» Exercise goal: Filter the entries down to the lines holding "account", then copy those lines.

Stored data
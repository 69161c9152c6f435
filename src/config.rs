//! Configuration types for document processing, spreadsheet export and the
//! HTTP server.
//!
//! Processing behaviour is controlled through [`ProcessingConfig`], built via
//! its [`ProcessingConfigBuilder`]. Keeping every knob in one struct makes it
//! trivial to share across request handlers and to log at start-up.
//!
//! [`SheetsConfig`] and [`ServerConfig`] are plain structs: the binary fills
//! them from CLI flags and environment variables.

use crate::error::InvoiceError;
use crate::progress::ProgressCallback;
use crate::queries::FieldQuerySet;
use serde::{Deserialize, Serialize};
use std::fmt;
use std::net::SocketAddr;
use std::path::PathBuf;

/// Synchronous analysis requests are limited to 10 MiB of document bytes.
pub const DEFAULT_MAX_PAGE_BYTES: usize = 10 * 1024 * 1024;

/// Default Google OAuth scopes for the spreadsheet service account.
pub const DEFAULT_SHEETS_SCOPES: &[&str] = &[
    "https://www.googleapis.com/auth/drive",
    "https://www.googleapis.com/auth/spreadsheets",
];

/// Configuration for turning one uploaded document into a [`crate::DocumentResult`].
///
/// # Example
/// ```rust
/// use invoice2sheets::ProcessingConfig;
///
/// let config = ProcessingConfig::builder()
///     .dpi(200)
///     .concurrency(2)
///     .build()
///     .unwrap();
/// assert_eq!(config.dpi, 200);
/// ```
#[derive(Clone)]
pub struct ProcessingConfig {
    /// Rendering DPI for PDF pages. Range: 72–600. Default: 300.
    ///
    /// The analysis service reads small print on invoices (CNPJ, series
    /// numbers) reliably at 300 DPI. Lower values shrink the PNG but start
    /// dropping digits.
    pub dpi: u32,

    /// Maximum rendered image dimension (width or height) in pixels. Default: 6000.
    ///
    /// A cap independent of DPI so an oversized page cannot exhaust memory.
    pub max_rendered_pixels: u32,

    /// Largest page image, in bytes, sent to the analysis service. Default: 10 MiB.
    pub max_page_bytes: usize,

    /// Number of pages analysed at once. Default: 4. `1` is strictly sequential.
    pub concurrency: usize,

    /// Per-analysis-call timeout in seconds. Default: 60.
    pub api_timeout_secs: u64,

    /// How query-nodes are paired with result-nodes. Default: positional.
    pub pairing: PairingStrategy,

    /// Questions asked of every page. Default: the built-in invoice set.
    pub queries: FieldQuerySet,

    /// Optional per-page progress events.
    pub progress_callback: Option<ProgressCallback>,
}

impl Default for ProcessingConfig {
    fn default() -> Self {
        Self {
            dpi: 300,
            max_rendered_pixels: 6000,
            max_page_bytes: DEFAULT_MAX_PAGE_BYTES,
            concurrency: 4,
            api_timeout_secs: 60,
            pairing: PairingStrategy::default(),
            queries: FieldQuerySet::default(),
            progress_callback: None,
        }
    }
}

impl fmt::Debug for ProcessingConfig {
    fn fmt(&self, f: &mut fmt::Formatter<'_>) -> fmt::Result {
        f.debug_struct("ProcessingConfig")
            .field("dpi", &self.dpi)
            .field("max_rendered_pixels", &self.max_rendered_pixels)
            .field("max_page_bytes", &self.max_page_bytes)
            .field("concurrency", &self.concurrency)
            .field("api_timeout_secs", &self.api_timeout_secs)
            .field("pairing", &self.pairing)
            .field("queries", &self.queries.len())
            .field(
                "progress_callback",
                &self.progress_callback.as_ref().map(|_| "<dyn ExtractionProgressCallback>"),
            )
            .finish()
    }
}

impl ProcessingConfig {
    /// Create a new builder for `ProcessingConfig`.
    pub fn builder() -> ProcessingConfigBuilder {
        ProcessingConfigBuilder {
            config: Self::default(),
        }
    }
}

/// Builder for [`ProcessingConfig`].
pub struct ProcessingConfigBuilder {
    config: ProcessingConfig,
}

impl ProcessingConfigBuilder {
    pub fn dpi(mut self, dpi: u32) -> Self {
        self.config.dpi = dpi.clamp(72, 600);
        self
    }

    pub fn max_rendered_pixels(mut self, px: u32) -> Self {
        self.config.max_rendered_pixels = px.max(100);
        self
    }

    pub fn max_page_bytes(mut self, bytes: usize) -> Self {
        self.config.max_page_bytes = bytes;
        self
    }

    pub fn concurrency(mut self, n: usize) -> Self {
        self.config.concurrency = n.max(1);
        self
    }

    pub fn api_timeout_secs(mut self, secs: u64) -> Self {
        self.config.api_timeout_secs = secs;
        self
    }

    pub fn pairing(mut self, strategy: PairingStrategy) -> Self {
        self.config.pairing = strategy;
        self
    }

    pub fn queries(mut self, queries: FieldQuerySet) -> Self {
        self.config.queries = queries;
        self
    }

    pub fn progress_callback(mut self, cb: ProgressCallback) -> Self {
        self.config.progress_callback = Some(cb);
        self
    }

    /// Build the configuration, validating constraints.
    pub fn build(self) -> Result<ProcessingConfig, InvoiceError> {
        let c = &self.config;
        if c.dpi < 72 || c.dpi > 600 {
            return Err(InvoiceError::InvalidConfig(format!(
                "DPI must be 72–600, got {}",
                c.dpi
            )));
        }
        if c.api_timeout_secs == 0 {
            return Err(InvoiceError::InvalidConfig(
                "API timeout must be at least 1 second".into(),
            ));
        }
        if c.max_page_bytes == 0 {
            return Err(InvoiceError::InvalidConfig(
                "Maximum page size must be positive".into(),
            ));
        }
        Ok(self.config)
    }
}

// ── Enums ────────────────────────────────────────────────────────────────

/// How the extractor pairs query-nodes with result-nodes in a response.
///
/// | Strategy | Pairing rule |
/// |----------|--------------|
/// | `Positional` | i-th query block ↔ i-th result block; counts must match (default) |
/// | `Relationship` | follow each query block's `ANSWER` ids; no answer → `""` |
#[derive(Debug, Clone, Copy, PartialEq, Eq, Default, Serialize, Deserialize)]
#[serde(rename_all = "lowercase")]
pub enum PairingStrategy {
    #[default]
    Positional,
    Relationship,
}

// ── Spreadsheet & server ─────────────────────────────────────────────────

/// Where and how extracted rows are appended.
#[derive(Debug, Clone)]
pub struct SheetsConfig {
    /// Target spreadsheet ID (the long token in the sheet URL).
    pub spreadsheet_id: String,
    /// A1 range the rows are appended after. Default: `Sheet1!A1`.
    pub range: String,
    /// Service-account JSON key file.
    pub credentials_path: PathBuf,
    /// OAuth scopes requested for the service account.
    pub scopes: Vec<String>,
}

impl SheetsConfig {
    pub fn new(spreadsheet_id: impl Into<String>, credentials_path: impl Into<PathBuf>) -> Self {
        Self {
            spreadsheet_id: spreadsheet_id.into(),
            range: "Sheet1!A1".to_string(),
            credentials_path: credentials_path.into(),
            scopes: DEFAULT_SHEETS_SCOPES.iter().map(|s| s.to_string()).collect(),
        }
    }

    pub fn with_range(mut self, range: impl Into<String>) -> Self {
        self.range = range.into();
        self
    }
}

/// HTTP server settings.
#[derive(Debug, Clone)]
pub struct ServerConfig {
    /// Listen address. Default: `127.0.0.1:8000`.
    pub bind: SocketAddr,
    /// Largest accepted upload body in bytes. Default: 25 MiB.
    pub max_upload_bytes: usize,
}

impl Default for ServerConfig {
    fn default() -> Self {
        Self {
            bind: SocketAddr::from(([127, 0, 0, 1], 8000)),
            max_upload_bytes: 25 * 1024 * 1024,
        }
    }
}

#[cfg(test)]
mod tests {
    use super::*;

    #[test]
    fn defaults() {
        let c = ProcessingConfig::default();
        assert_eq!(c.dpi, 300);
        assert_eq!(c.concurrency, 4);
        assert_eq!(c.pairing, PairingStrategy::Positional);
        assert_eq!(c.queries.len(), 6);
    }

    #[test]
    fn builder_clamps() {
        let c = ProcessingConfig::builder()
            .dpi(10_000)
            .concurrency(0)
            .build()
            .unwrap();
        assert_eq!(c.dpi, 600);
        assert_eq!(c.concurrency, 1);
    }

    #[test]
    fn builder_rejects_zero_timeout() {
        let err = ProcessingConfig::builder()
            .api_timeout_secs(0)
            .build()
            .unwrap_err();
        assert!(err.to_string().contains("timeout"));
    }

    #[test]
    fn sheets_defaults() {
        let s = SheetsConfig::new("abc", "/tmp/key.json");
        assert_eq!(s.range, "Sheet1!A1");
        assert_eq!(s.scopes.len(), 2);
        assert_eq!(s.with_range("Invoices!A1").range, "Invoices!A1");
    }

    #[test]
    fn pairing_parses_lowercase() {
        let p: PairingStrategy = serde_json::from_str("\"relationship\"").unwrap();
        assert_eq!(p, PairingStrategy::Relationship);
    }
}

» Output:
/// Default Google OAuth scopes for the spreadsheet service account.
    /// Service-account JSON key file.
    /// OAuth scopes requested for the service account.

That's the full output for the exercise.